Data released in late September 2022 found that BTC's 20-day volatility had followed the peaks and troughs of the Nasdaq stock index for the first time in nearly two years. While Bitcoin’s price had been more or less the same since the beginning of September, both the Nasdaq and the S&P 500 had fallen by ten per cent through the same period.

Bitcoin’s price has historically been correlated with technology stocks, though with a higher propensity for volatility than other assets. Despite the impressive gains posted in 2021, its high beta rating had previously kept many investors from relying on it as safe-haven asset.

Its price did fall back to lows last seen in 2020 in the first week of October 2022, after core US inflation topped another 40-year high. Both BTC and stock prices fell on the news before returning to their previous ranges.

Crypto as an inflation fighter

BTC did experience a drop in June 2022 after the release of consumer price index (CPI) data which showed core inflation rising at a worrying rate of 8.6 per cent. Investors took it as a signal that the US Federal Reserve wouldn’t be altering its aggressive monetary policy course any time soon, prompting a risk-off move that shifted money away from riskier assets.

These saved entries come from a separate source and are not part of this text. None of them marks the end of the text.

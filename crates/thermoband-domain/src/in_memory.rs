//! In-memory repository implementations.
//!
//! Back the domain and transport tests, and the demo wiring, without a
//! database. Not durable; every operation is atomic under its lock, matching
//! the single-statement atomicity the real store guarantees.

use std::collections::HashMap;
use std::sync::atomic::{AtomicI64, Ordering};

use async_trait::async_trait;
use chrono::Utc;
use tokio::sync::RwLock;

use crate::binding::{CreateBindingInput, DeviceBinding};
use crate::directive::DEFAULT_INTERVAL_SECONDS;
use crate::error::{DomainError, DomainResult};
use crate::patient::{CreatePatientInput, Patient};
use crate::reading::{NewReading, Reading};
use crate::repository::{BindingRepository, PatientRepository, ReadingRepository};

#[derive(Default)]
pub struct InMemoryBindingRepository {
    bindings: RwLock<HashMap<String, DeviceBinding>>,
}

impl InMemoryBindingRepository {
    pub fn new() -> Self {
        Self::default()
    }
}

#[async_trait]
impl BindingRepository for InMemoryBindingRepository {
    async fn create_binding(&self, input: CreateBindingInput) -> DomainResult<DeviceBinding> {
        let mut bindings = self.bindings.write().await;
        if bindings.contains_key(&input.mac_address) {
            return Err(DomainError::DeviceAlreadyRegistered(input.mac_address));
        }

        let now = Utc::now();
        let binding = DeviceBinding {
            mac_address: input.mac_address.clone(),
            user_id: input.user_id,
            patient_id: None,
            interval_seconds: DEFAULT_INTERVAL_SECONDS,
            reset_requested: false,
            created_at: Some(now),
            updated_at: Some(now),
        };
        bindings.insert(input.mac_address, binding.clone());
        Ok(binding)
    }

    async fn get_binding(&self, mac_address: &str) -> DomainResult<Option<DeviceBinding>> {
        Ok(self.bindings.read().await.get(mac_address).cloned())
    }

    async fn claim_for_patient(&self, mac_address: &str, patient_id: &str) -> DomainResult<bool> {
        let mut bindings = self.bindings.write().await;
        match bindings.get_mut(mac_address) {
            Some(binding) if binding.patient_id.is_none() => {
                binding.patient_id = Some(patient_id.to_string());
                binding.updated_at = Some(Utc::now());
                Ok(true)
            }
            _ => Ok(false),
        }
    }

    async fn set_interval(&self, mac_address: &str, interval_seconds: i32) -> DomainResult<bool> {
        let mut bindings = self.bindings.write().await;
        match bindings.get_mut(mac_address) {
            Some(binding) => {
                binding.interval_seconds = interval_seconds;
                binding.updated_at = Some(Utc::now());
                Ok(true)
            }
            None => Ok(false),
        }
    }

    async fn set_reset_requested(&self, mac_address: &str, requested: bool) -> DomainResult<bool> {
        let mut bindings = self.bindings.write().await;
        match bindings.get_mut(mac_address) {
            Some(binding) => {
                binding.reset_requested = requested;
                binding.updated_at = Some(Utc::now());
                Ok(true)
            }
            None => Ok(false),
        }
    }

    async fn clear_assignment(&self, mac_address: &str) -> DomainResult<bool> {
        let mut bindings = self.bindings.write().await;
        match bindings.get_mut(mac_address) {
            Some(binding) => {
                binding.patient_id = None;
                binding.reset_requested = false;
                binding.updated_at = Some(Utc::now());
                Ok(true)
            }
            None => Ok(false),
        }
    }

    async fn detach_patient(&self, patient_id: &str) -> DomainResult<u64> {
        let mut bindings = self.bindings.write().await;
        let mut detached = 0;
        for binding in bindings.values_mut() {
            if binding.patient_id.as_deref() == Some(patient_id) {
                binding.patient_id = None;
                binding.updated_at = Some(Utc::now());
                detached += 1;
            }
        }
        Ok(detached)
    }

    async fn list_unassigned(&self) -> DomainResult<Vec<DeviceBinding>> {
        Ok(self
            .bindings
            .read()
            .await
            .values()
            .filter(|binding| binding.patient_id.is_none())
            .cloned()
            .collect())
    }

    async fn find_by_patient(&self, patient_id: &str) -> DomainResult<Option<DeviceBinding>> {
        Ok(self
            .bindings
            .read()
            .await
            .values()
            .find(|binding| binding.patient_id.as_deref() == Some(patient_id))
            .cloned())
    }
}

#[derive(Default)]
pub struct InMemoryPatientRepository {
    patients: RwLock<HashMap<String, Patient>>,
}

impl InMemoryPatientRepository {
    pub fn new() -> Self {
        Self::default()
    }
}

#[async_trait]
impl PatientRepository for InMemoryPatientRepository {
    async fn create_patient(&self, input: CreatePatientInput) -> DomainResult<Patient> {
        let now = Utc::now();
        let patient = Patient {
            patient_id: input.patient_id.clone(),
            user_id: input.user_id,
            name: input.name,
            age: input.age,
            created_at: Some(now),
            updated_at: Some(now),
        };
        self.patients
            .write()
            .await
            .insert(input.patient_id, patient.clone());
        Ok(patient)
    }

    async fn get_patient(&self, patient_id: &str) -> DomainResult<Option<Patient>> {
        Ok(self.patients.read().await.get(patient_id).cloned())
    }

    async fn list_patients(&self, user_id: &str) -> DomainResult<Vec<Patient>> {
        Ok(self
            .patients
            .read()
            .await
            .values()
            .filter(|patient| patient.user_id == user_id)
            .cloned()
            .collect())
    }

    async fn delete_patient(&self, patient_id: &str) -> DomainResult<bool> {
        Ok(self.patients.write().await.remove(patient_id).is_some())
    }
}

#[derive(Default)]
pub struct InMemoryReadingRepository {
    readings: RwLock<Vec<Reading>>,
    next_id: AtomicI64,
}

impl InMemoryReadingRepository {
    pub fn new() -> Self {
        Self::default()
    }

    /// Total readings currently held, regardless of attribution.
    pub async fn count(&self) -> usize {
        self.readings.read().await.len()
    }
}

#[async_trait]
impl ReadingRepository for InMemoryReadingRepository {
    async fn insert_reading(&self, input: NewReading) -> DomainResult<Reading> {
        let reading = Reading {
            reading_id: self.next_id.fetch_add(1, Ordering::SeqCst) + 1,
            patient_id: input.patient_id,
            temperature: input.temperature,
            recorded_at: Utc::now(),
        };
        self.readings.write().await.push(reading.clone());
        Ok(reading)
    }

    async fn list_readings_for_patient(&self, patient_id: &str) -> DomainResult<Vec<Reading>> {
        let mut readings: Vec<Reading> = self
            .readings
            .read()
            .await
            .iter()
            .filter(|reading| reading.patient_id.as_deref() == Some(patient_id))
            .cloned()
            .collect();
        readings.sort_by(|a, b| b.recorded_at.cmp(&a.recorded_at));
        Ok(readings)
    }

    async fn delete_readings_for_patient(&self, patient_id: &str) -> DomainResult<u64> {
        let mut readings = self.readings.write().await;
        let before = readings.len();
        readings.retain(|reading| reading.patient_id.as_deref() != Some(patient_id));
        Ok((before - readings.len()) as u64)
    }
}

#[cfg(test)]
mod tests {
    use super::*;

    #[tokio::test]
    async fn test_create_binding_rejects_duplicate_mac() {
        let repo = InMemoryBindingRepository::new();

        repo.create_binding(CreateBindingInput {
            mac_address: "AA:BB:CC:01".to_string(),
            user_id: "user-1".to_string(),
        })
        .await
        .unwrap();

        let duplicate = repo
            .create_binding(CreateBindingInput {
                mac_address: "AA:BB:CC:01".to_string(),
                user_id: "user-2".to_string(),
            })
            .await;
        assert!(matches!(
            duplicate,
            Err(DomainError::DeviceAlreadyRegistered(_))
        ));
    }

    #[tokio::test]
    async fn test_claim_for_patient_only_when_unassigned() {
        let repo = InMemoryBindingRepository::new();

        repo.create_binding(CreateBindingInput {
            mac_address: "AA:BB:CC:01".to_string(),
            user_id: "user-1".to_string(),
        })
        .await
        .unwrap();

        assert!(repo.claim_for_patient("AA:BB:CC:01", "patient-1").await.unwrap());
        assert!(!repo.claim_for_patient("AA:BB:CC:01", "patient-2").await.unwrap());

        let binding = repo.get_binding("AA:BB:CC:01").await.unwrap().unwrap();
        assert_eq!(binding.patient_id.as_deref(), Some("patient-1"));
    }

    #[tokio::test]
    async fn test_clear_assignment_resets_flag_and_patient() {
        let repo = InMemoryBindingRepository::new();

        repo.create_binding(CreateBindingInput {
            mac_address: "AA:BB:CC:01".to_string(),
            user_id: "user-1".to_string(),
        })
        .await
        .unwrap();
        repo.claim_for_patient("AA:BB:CC:01", "patient-1").await.unwrap();
        repo.set_reset_requested("AA:BB:CC:01", true).await.unwrap();

        assert!(repo.clear_assignment("AA:BB:CC:01").await.unwrap());

        let binding = repo.get_binding("AA:BB:CC:01").await.unwrap().unwrap();
        assert!(binding.patient_id.is_none());
        assert!(!binding.reset_requested);
    }

    #[tokio::test]
    async fn test_delete_readings_for_patient_spares_others() {
        let repo = InMemoryReadingRepository::new();

        repo.insert_reading(NewReading {
            patient_id: Some("patient-1".to_string()),
            temperature: 37.0,
        })
        .await
        .unwrap();
        repo.insert_reading(NewReading {
            patient_id: Some("patient-2".to_string()),
            temperature: 36.5,
        })
        .await
        .unwrap();

        assert_eq!(repo.delete_readings_for_patient("patient-1").await.unwrap(), 1);
        assert_eq!(repo.count().await, 1);
    }
}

However, while high inflation held firm for months, crypto’s price action didn’t surge or plunge (as it might have previously) with subsequent CPI prints. Stocks, on the other hand, went into a slow-but-steady decline.

Bitcoin moving into stability mode was all the more notable against the hawkish stance taken by central banks worldwide, which had turned many bonds into an opportunity for rapid gains. Reuters noted that treasury market volatility has been much higher than Bitcoin volatility in the third quarter of 2022. At the time, volatility in stock prices hit all-time highs when compared to price moves for Bitcoin.

With global assets demonstrating weakness against the dollar, even the United Nations asked the Fed to ease off on further rate rises.